How to complete this task | Once you reach the line that holds "tile.x >= 0" in the listing below, output it and every line after it through the line that holds "pub fn is_passable(self)", word for word.

──────── Supplied material

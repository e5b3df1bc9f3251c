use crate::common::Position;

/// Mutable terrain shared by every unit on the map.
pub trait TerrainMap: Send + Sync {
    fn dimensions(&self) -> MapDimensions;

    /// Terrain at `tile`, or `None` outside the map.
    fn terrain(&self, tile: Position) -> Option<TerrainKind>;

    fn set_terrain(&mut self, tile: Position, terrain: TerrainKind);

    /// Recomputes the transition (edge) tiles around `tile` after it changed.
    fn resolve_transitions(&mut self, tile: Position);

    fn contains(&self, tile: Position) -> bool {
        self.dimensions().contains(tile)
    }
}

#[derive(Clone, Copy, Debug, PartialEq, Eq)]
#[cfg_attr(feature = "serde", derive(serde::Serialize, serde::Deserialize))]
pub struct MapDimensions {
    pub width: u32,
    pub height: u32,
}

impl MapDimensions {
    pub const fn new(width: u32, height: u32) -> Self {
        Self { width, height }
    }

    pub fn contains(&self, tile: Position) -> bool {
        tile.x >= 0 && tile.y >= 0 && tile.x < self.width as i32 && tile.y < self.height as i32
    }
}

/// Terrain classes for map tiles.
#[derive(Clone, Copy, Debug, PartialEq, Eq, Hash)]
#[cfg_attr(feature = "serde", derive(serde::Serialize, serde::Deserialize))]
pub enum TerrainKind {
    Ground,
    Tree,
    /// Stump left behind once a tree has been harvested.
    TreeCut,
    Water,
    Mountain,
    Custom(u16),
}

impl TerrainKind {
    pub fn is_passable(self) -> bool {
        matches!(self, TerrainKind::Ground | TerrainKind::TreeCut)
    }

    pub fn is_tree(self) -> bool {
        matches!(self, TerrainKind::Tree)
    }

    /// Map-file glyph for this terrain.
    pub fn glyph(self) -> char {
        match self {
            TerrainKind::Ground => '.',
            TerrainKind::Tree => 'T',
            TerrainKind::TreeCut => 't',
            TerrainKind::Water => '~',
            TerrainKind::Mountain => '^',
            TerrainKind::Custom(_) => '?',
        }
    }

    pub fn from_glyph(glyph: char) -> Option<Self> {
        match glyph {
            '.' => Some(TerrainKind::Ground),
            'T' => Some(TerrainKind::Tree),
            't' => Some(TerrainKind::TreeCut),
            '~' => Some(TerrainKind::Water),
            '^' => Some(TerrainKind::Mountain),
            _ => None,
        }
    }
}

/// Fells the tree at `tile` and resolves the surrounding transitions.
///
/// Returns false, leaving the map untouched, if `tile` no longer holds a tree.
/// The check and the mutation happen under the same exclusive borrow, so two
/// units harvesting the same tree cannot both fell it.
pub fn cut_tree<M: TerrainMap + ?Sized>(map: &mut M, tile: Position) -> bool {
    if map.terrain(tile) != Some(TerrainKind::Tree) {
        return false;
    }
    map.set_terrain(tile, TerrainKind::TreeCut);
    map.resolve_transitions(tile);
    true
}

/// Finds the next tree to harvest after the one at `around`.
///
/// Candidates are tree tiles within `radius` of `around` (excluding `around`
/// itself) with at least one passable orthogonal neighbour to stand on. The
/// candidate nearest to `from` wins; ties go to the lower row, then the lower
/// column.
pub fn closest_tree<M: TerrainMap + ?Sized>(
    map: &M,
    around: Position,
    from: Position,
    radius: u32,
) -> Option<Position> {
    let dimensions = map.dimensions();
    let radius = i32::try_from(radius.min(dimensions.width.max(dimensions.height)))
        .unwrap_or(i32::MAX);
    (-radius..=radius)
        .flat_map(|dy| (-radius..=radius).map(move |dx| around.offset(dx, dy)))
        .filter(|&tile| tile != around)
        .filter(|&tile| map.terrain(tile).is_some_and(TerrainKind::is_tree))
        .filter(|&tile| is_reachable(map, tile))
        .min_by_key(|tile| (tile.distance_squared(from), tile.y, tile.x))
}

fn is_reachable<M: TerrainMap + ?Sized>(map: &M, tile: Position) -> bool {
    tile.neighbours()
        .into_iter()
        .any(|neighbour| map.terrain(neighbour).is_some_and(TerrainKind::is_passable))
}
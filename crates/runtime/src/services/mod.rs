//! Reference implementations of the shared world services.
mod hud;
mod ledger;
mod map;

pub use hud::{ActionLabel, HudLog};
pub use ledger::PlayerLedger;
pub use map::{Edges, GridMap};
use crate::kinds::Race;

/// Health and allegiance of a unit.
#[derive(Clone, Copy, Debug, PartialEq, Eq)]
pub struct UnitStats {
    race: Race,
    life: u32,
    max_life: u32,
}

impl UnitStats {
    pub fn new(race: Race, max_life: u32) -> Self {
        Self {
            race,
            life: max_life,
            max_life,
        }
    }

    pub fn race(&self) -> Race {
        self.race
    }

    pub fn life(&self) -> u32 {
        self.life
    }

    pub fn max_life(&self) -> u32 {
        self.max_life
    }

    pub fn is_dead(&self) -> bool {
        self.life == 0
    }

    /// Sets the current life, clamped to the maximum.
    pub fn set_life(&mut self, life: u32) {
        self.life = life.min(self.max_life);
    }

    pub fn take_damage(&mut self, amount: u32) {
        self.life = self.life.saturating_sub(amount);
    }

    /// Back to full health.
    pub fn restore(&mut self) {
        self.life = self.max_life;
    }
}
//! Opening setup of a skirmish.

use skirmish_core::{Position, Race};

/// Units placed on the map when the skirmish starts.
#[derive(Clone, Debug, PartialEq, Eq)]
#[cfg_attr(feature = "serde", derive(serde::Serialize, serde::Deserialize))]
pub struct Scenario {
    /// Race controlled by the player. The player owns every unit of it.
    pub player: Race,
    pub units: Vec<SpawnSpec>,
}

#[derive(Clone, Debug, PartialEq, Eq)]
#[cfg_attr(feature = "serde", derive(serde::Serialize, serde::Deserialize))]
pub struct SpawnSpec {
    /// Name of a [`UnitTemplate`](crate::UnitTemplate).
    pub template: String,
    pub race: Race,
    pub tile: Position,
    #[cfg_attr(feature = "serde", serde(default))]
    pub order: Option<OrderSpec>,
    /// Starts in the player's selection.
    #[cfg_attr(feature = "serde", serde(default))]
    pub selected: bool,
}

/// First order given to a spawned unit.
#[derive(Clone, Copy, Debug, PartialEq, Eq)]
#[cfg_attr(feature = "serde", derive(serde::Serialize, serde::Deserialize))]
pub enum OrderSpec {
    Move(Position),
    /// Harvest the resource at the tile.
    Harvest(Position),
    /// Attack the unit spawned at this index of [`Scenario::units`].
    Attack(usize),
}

────────────────

Written response |
        tile.x >= 0 && tile.y >= 0 && tile.x < self.width as i32 && tile.y < self.height as i32
    }
}

/// Terrain classes for map tiles.
#[derive(Clone, Copy, Debug, PartialEq, Eq, Hash)]
#[cfg_attr(feature = "serde", derive(serde::Serialize, serde::Deserialize))]
pub enum TerrainKind {
    Ground,
    Tree,
    /// Stump left behind once a tree has been harvested.
    TreeCut,
    Water,
    Mountain,
    Custom(u16),
}

impl TerrainKind {
    pub fn is_passable(self) -> bool {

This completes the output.